El año que ha concluido nos ha deparado, entre otros acontecimientos culturales relevantes, los que han concernido para conmemorar el IV Centenario del fallecimiento de Miguel de Cervantes Saavedra. Muchas han sido las exposiciones, conferencias, reconocimientos públicos y efemérides de todo tipo las que se han producido en torno a la enigmática figura de Cervantes, tan brillante en su posterioridad como efímera en su momento, por aquello de que, en esta tierra, parece que tiene uno que morir y pasar sus correspondientes años para que tenga un cabal ensalzamiento, si fuera menester por el legado que se deje.
En las lecturas que sobre este acontecimiento he podido realizar en este año, y en todo el arsenal expositivo que se ha producido, no ha sido hasta una reciente publicación donde se asomó en mí la curiosidad más patente. Y es que, siempre que alguien merece elevarse a las alturas, han proliferado imágenes y estatuas que permitían visionar al homenajeado. Pero a propósito de Cervantes, a lo sumo, aparece por todos lados un retrato que se atribuye a Juan de Jáuregui [poeta, erudito, pintor y teórico literario español del Siglo de Oro (1583-1641)], en el que la imagen del retratado aparece con su gran gola o gorguera, y que se encuentra en el salón de actos de la Real Academia de la Lengua, desde que fuera donado a la misma en 1911. Otros han sido atribuidos a Velázquez, que se dice era una copia de un original pintado por Francisco Pacheco, el maestro y después suegro del pintor de Las Meninas, pero ninguno de ellos goza de la autenticidad necesaria como para considerar que exista una pintura, retrato plástico o escultura que refleje la imagen fiel del ilustre literato.

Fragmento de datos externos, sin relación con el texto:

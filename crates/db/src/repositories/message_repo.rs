//! Repository for the `messages` table.

use messagely_core::types::{DbId, Timestamp};
use sqlx::{FromRow, PgPool};

use crate::models::message::{
    CreateMessage, Message, MessageDetail, MessageReadState, ReceivedMessage, SentMessage,
};
use crate::models::user::UserSummary;

/// Column list for `messages` queries.
const COLUMNS: &str = "id, from_username, to_username, body, sent_at, read_at";

/// Flat join row for a message with both parties.
#[derive(FromRow)]
struct MessageDetailRow {
    id: DbId,
    body: String,
    sent_at: Timestamp,
    read_at: Option<Timestamp>,
    from_username: String,
    from_first_name: String,
    from_last_name: String,
    from_phone: String,
    to_username: String,
    to_first_name: String,
    to_last_name: String,
    to_phone: String,
}

/// Flat join row for a listing entry with the counterparty expanded.
#[derive(FromRow)]
struct ListingRow {
    id: DbId,
    body: String,
    sent_at: Timestamp,
    read_at: Option<Timestamp>,
    username: String,
    first_name: String,
    last_name: String,
    phone: String,
}

impl ListingRow {
    fn counterparty(&self) -> UserSummary {
        UserSummary {
            username: self.username.clone(),
            first_name: self.first_name.clone(),
            last_name: self.last_name.clone(),
            phone: self.phone.clone(),
        }
    }
}

impl From<MessageDetailRow> for MessageDetail {
    fn from(row: MessageDetailRow) -> Self {
        Self {
            id: row.id,
            body: row.body,
            sent_at: row.sent_at,
            read_at: row.read_at,
            from_user: UserSummary {
                username: row.from_username,
                first_name: row.from_first_name,
                last_name: row.from_last_name,
                phone: row.from_phone,
            },
            to_user: UserSummary {
                username: row.to_username,
                first_name: row.to_first_name,
                last_name: row.to_last_name,
                phone: row.to_phone,
            },
        }
    }
}

/// Provides persistence operations for messages.
pub struct MessageRepo;

impl MessageRepo {
    /// Insert a message, returning the created row.
    pub async fn create(pool: &PgPool, input: &CreateMessage) -> Result<Message, sqlx::Error> {
        let query = format!(
            "INSERT INTO messages (from_username, to_username, body)
             VALUES ($1, $2, $3)
             RETURNING {COLUMNS}"
        );
        sqlx::query_as::<_, Message>(&query)
            .bind(&input.from_username)
            .bind(&input.to_username)
            .bind(&input.body)
            .fetch_one(pool)
            .await
    }

    /// Find a message with both parties expanded.
    pub async fn find_detail(pool: &PgPool, id: DbId) -> Result<Option<MessageDetail>, sqlx::Error> {
        let row = sqlx::query_as::<_, MessageDetailRow>(
            "SELECT m.id, m.body, m.sent_at, m.read_at,
                    f.username AS from_username, f.first_name AS from_first_name,
                    f.last_name AS from_last_name, f.phone AS from_phone,
                    t.username AS to_username, t.first_name AS to_first_name,
                    t.last_name AS to_last_name, t.phone AS to_phone
             FROM messages m
             JOIN users f ON f.username = m.from_username
             JOIN users t ON t.username = m.to_username
             WHERE m.id = $1",
        )
        .bind(id)
        .fetch_optional(pool)
        .await?;
        Ok(row.map(MessageDetail::from))
    }

    /// Stamp `read_at` if it is still null and return the stored value.
    ///
    /// A single statement, so concurrent calls cannot move `read_at`.
    /// Returns `None` if no row with the given `id` exists.
    pub async fn mark_read(
        pool: &PgPool,
        id: DbId,
    ) -> Result<Option<MessageReadState>, sqlx::Error> {
        sqlx::query_as::<_, MessageReadState>(
            "UPDATE messages SET read_at = COALESCE(read_at, NOW())
             WHERE id = $1
             RETURNING id, read_at",
        )
        .bind(id)
        .fetch_optional(pool)
        .await
    }

    /// Messages sent by `username`, newest first.
    pub async fn list_sent_by(
        pool: &PgPool,
        username: &str,
    ) -> Result<Vec<SentMessage>, sqlx::Error> {
        let rows = sqlx::query_as::<_, ListingRow>(
            "SELECT m.id, m.body, m.sent_at, m.read_at,
                    u.username, u.first_name, u.last_name, u.phone
             FROM messages m
             JOIN users u ON u.username = m.to_username
             WHERE m.from_username = $1
             ORDER BY m.sent_at DESC, m.id DESC",
        )
        .bind(username)
        .fetch_all(pool)
        .await?;

        Ok(rows
            .into_iter()
            .map(|row| SentMessage {
                to_user: row.counterparty(),
                id: row.id,
                body: row.body,
                sent_at: row.sent_at,
                read_at: row.read_at,
            })
            .collect())
    }

    /// Messages received by `username`, newest first.
    pub async fn list_sent_to(
        pool: &PgPool,
        username: &str,
    ) -> Result<Vec<ReceivedMessage>, sqlx::Error> {
        let rows = sqlx::query_as::<_, ListingRow>(
            "SELECT m.id, m.body, m.sent_at, m.read_at,
                    u.username, u.first_name, u.last_name, u.phone
             FROM messages m
             JOIN users u ON u.username = m.from_username
             WHERE m.to_username = $1
             ORDER BY m.sent_at DESC, m.id DESC",
        )
        .bind(username)
        .fetch_all(pool)
        .await?;

        Ok(rows
            .into_iter()
            .map(|row| ReceivedMessage {
                from_user: row.counterparty(),
                id: row.id,
                body: row.body,
                sent_at: row.sent_at,
                read_at: row.read_at,
            })
            .collect())
    }
}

Cierto es que en todos los retratos existentes se advierte en conjunto una idea de tipo, una visión bastante unitaria de los rasgos que pudieran caracterizarlo, y que es fruto de la descripción que el mismo Cervantes hiciera de sí mismo en su obra, especialmente en el Prólogo a las Novelas Ejemplares.
«Éste que veis aquí, de rostro aguileño, de cabello castaño, frente lisa y desembarazada, de alegres ojos y de nariz corva, aunque bien proporcionada; las barbas de plata, que no ha veinte años que fueron de oro, los bigotes grandes, la boca pequeña, los dientes ni menudos ni crecidos, porque no tiene sino seis, y ésos mal acondicionados y peor puestos, porque no tienen correspondencia los unos con los otros; el cuerpo entre dos estremos, ni grande, ni pequeño, la color viva, antes blanca que morena; algo cargado de espaldas, y no muy ligero de pies; éste digo que es el rostro del autor de La Galatea y de Don Quijote de la Mancha, y del que hizo el Viaje del Parnaso, a imitación del de César Caporal Perusino, y otras obras que andan por ahí descarriadas y, quizá, sin el nombre de su dueño. Llámase comúnmente Miguel de Cervantes Saavedra. Fue soldado muchos años, y cinco y medio cautivo, donde aprendió a tener paciencia en las adversidades. Perdió en la batalla naval de Lepanto la mano izquierda de un arcabuzazo, herida que, aunque parece fea, él la tiene por hermosa, por haberla cobrado en la más memorable y alta ocasión que vieron los pasados siglos, ni esperan ver los venideros, militando debajo de las vencedoras banderas del hijo del rayo de la guerra, Carlo Quinto, de felice memoria».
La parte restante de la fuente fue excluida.